In no other visual art form are those questions of what is to be represented, for whom, why, and for what purpose so clearly played out as in the public mural in the context of revolutionary transformation. Yet every interpretation, whether using proper or metaphorical strategies, that attempts to give form to the mural in order to reveal its meaning, will fail in that ambition. Notwithstanding this failure, the mural persistently presents as exemplary of these instantiations. Hence-and this provides the paradox-the mural will be exposed as those determinations that fail to show its essential meaning since there is none a priori. And since the question of essence no longer has any intrinsic meaning with regard to it, the mural is tied to structural rules that expose not the mural but the fate of their interpretations. It then is reasonable to relinquish the possibility of discussing the mural proper, every interpretation thereby composing layers upon layers of determinations that make the mural nothing other than the sum or process of what has been subjectively inscribed upon it.
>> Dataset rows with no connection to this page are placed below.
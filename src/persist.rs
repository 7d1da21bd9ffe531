//! Flat-file import and export.
//!
//! One record per line: the term's bytes, a tab, the decimal frequency,
//! then a newline. There is no header and no escaping, so terms containing
//! a tab or newline cannot be stored faithfully.

use std::fs::File;
use std::io::{self, BufRead, BufReader, BufWriter, Write};
use std::path::Path;

use tracing::{debug, error, info, warn};

use crate::error::PersistError;
use crate::topk::TermSink;
use crate::trie::PruningRadixTrie;
use crate::{FIELD_SEPARATOR, RECORD_TERMINATOR};

/// What [`PruningRadixTrie::write_terms_to_file`] did.
#[derive(Debug, Clone, Copy, PartialEq, Eq)]
pub enum ExportOutcome {
    /// No term was added since the last import or export; nothing written.
    Unchanged,
    /// The file was rewritten with this many records.
    Written(u64),
}

/// Counters from one import.
#[derive(Debug, Clone, Copy, Default, PartialEq, Eq)]
pub struct ImportStats {
    /// Records replayed through `add_term`.
    pub records: u64,
    /// Lines that did not parse and were ignored.
    pub skipped: u64,
}

struct LineWriter<W> {
    out: W,
    written: u64,
}

impl<W: Write> TermSink for LineWriter<W> {
    type Error = io::Error;

    #[inline]
    fn wants(&self, _bound: u64) -> bool {
        true
    }

    fn accept(&mut self, term: &[u8], frequency: u64) -> io::Result<()> {
        self.out.write_all(term)?;
        self.out.write_all(&[FIELD_SEPARATOR])?;
        write!(self.out, "{frequency}")?;
        self.out.write_all(&[RECORD_TERMINATOR])?;
        self.written += 1;
        Ok(())
    }
}

/// Splits a line into `(term, frequency)`. `None` for anything other than
/// exactly one separator followed by an unsigned decimal.
fn parse_record(line: &[u8]) -> Option<(&[u8], u64)> {
    let mut fields = line.split(|&b| b == FIELD_SEPARATOR);
    let term = fields.next()?;
    let frequency = fields.next()?;
    if fields.next().is_some() {
        return None;
    }
    let frequency = std::str::from_utf8(frequency).ok()?.parse().ok()?;
    Some((term, frequency))
}

impl PruningRadixTrie {
    /// Writes every stored term to `out` in tree order. Returns the number
    /// of records written.
    pub fn write_terms<W: Write>(&self, out: W) -> io::Result<u64> {
        let mut sink = LineWriter { out, written: 0 };
        self.visit_prefix(b"", &mut sink, true)?;
        sink.out.flush()?;
        Ok(sink.written)
    }

    /// Replays every well-formed record from `input` through
    /// [`add_term`](Self::add_term). Malformed lines are skipped.
    pub fn read_terms<R: BufRead>(&mut self, input: R) -> io::Result<ImportStats> {
        let mut stats = ImportStats::default();
        for (line_no, line) in input.split(RECORD_TERMINATOR).enumerate() {
            let mut line = line?;
            if line.last() == Some(&b'\r') {
                line.pop();
            }
            match parse_record(&line) {
                Some((term, frequency)) => {
                    self.add_term(term, frequency);
                    stats.records += 1;
                }
                None => {
                    debug!(line = line_no + 1, "skipping malformed term record");
                    stats.skipped += 1;
                }
            }
        }
        Ok(stats)
    }

    /// Saves all terms to `path`, creating or truncating it.
    ///
    /// Does nothing if no term has been added since the last successful
    /// import or export. Frequency merges into already-stored terms do not
    /// count as additions.
    pub fn write_terms_to_file(&mut self, path: impl AsRef<Path>) -> Result<ExportOutcome, PersistError> {
        let path = path.as_ref();
        if self.term_count_at_last_persist == self.len() {
            debug!(path = %path.display(), "term set unchanged, skipping export");
            return Ok(ExportOutcome::Unchanged);
        }

        let written = File::create(path)
            .and_then(|file| self.write_terms(BufWriter::new(file)))
            .map_err(|e| {
                error!(path = %path.display(), error = %e, "failed to write terms");
                PersistError::at(path, e)
            })?;

        self.term_count_at_last_persist = self.len();
        info!(path = %path.display(), terms = written, "terms written");
        Ok(ExportOutcome::Written(written))
    }

    /// Loads terms from `path`, merging them into the trie.
    pub fn read_terms_from_file(&mut self, path: impl AsRef<Path>) -> Result<ImportStats, PersistError> {
        let path = path.as_ref();
        let file = File::open(path).map_err(|e| {
            warn!(path = %path.display(), error = %e, "could not open term file");
            PersistError::at(path, e)
        })?;

        let stats = self
            .read_terms(BufReader::new(file))
            .map_err(|e| PersistError::at(path, e))?;

        self.term_count_at_last_persist = self.len();
        info!(
            path = %path.display(),
            records = stats.records,
            skipped = stats.skipped,
            terms = self.len(),
            "terms loaded"
        );
        Ok(stats)
    }
}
I propose that the mural is hence to be understood as that which 'mural-izes '-a verb-that is, to be understood as something that is ascribed to the mural as agent. Emerging from this possibility are the performance elements of provisionality and indeterminacy. A model of intermedial performance analysis, however, is not my concern-rather it is to focus the discourse about it in a larger context. That context cannot be fully explored without consideration of the imperative of rehearsal. To say that 'the final performance was perfected in the rehearsal' is to say that rehearsal anticipates the end result and that the end result is a repeat or rehearsal of the practice that was anticipated earlier. The performativity and indeterminacy that I argue is a mode of rehearsal in which the completed sign is unable to materialize-thereby allowing, for the viewer, an initiation into the process of engagement with the author's intention.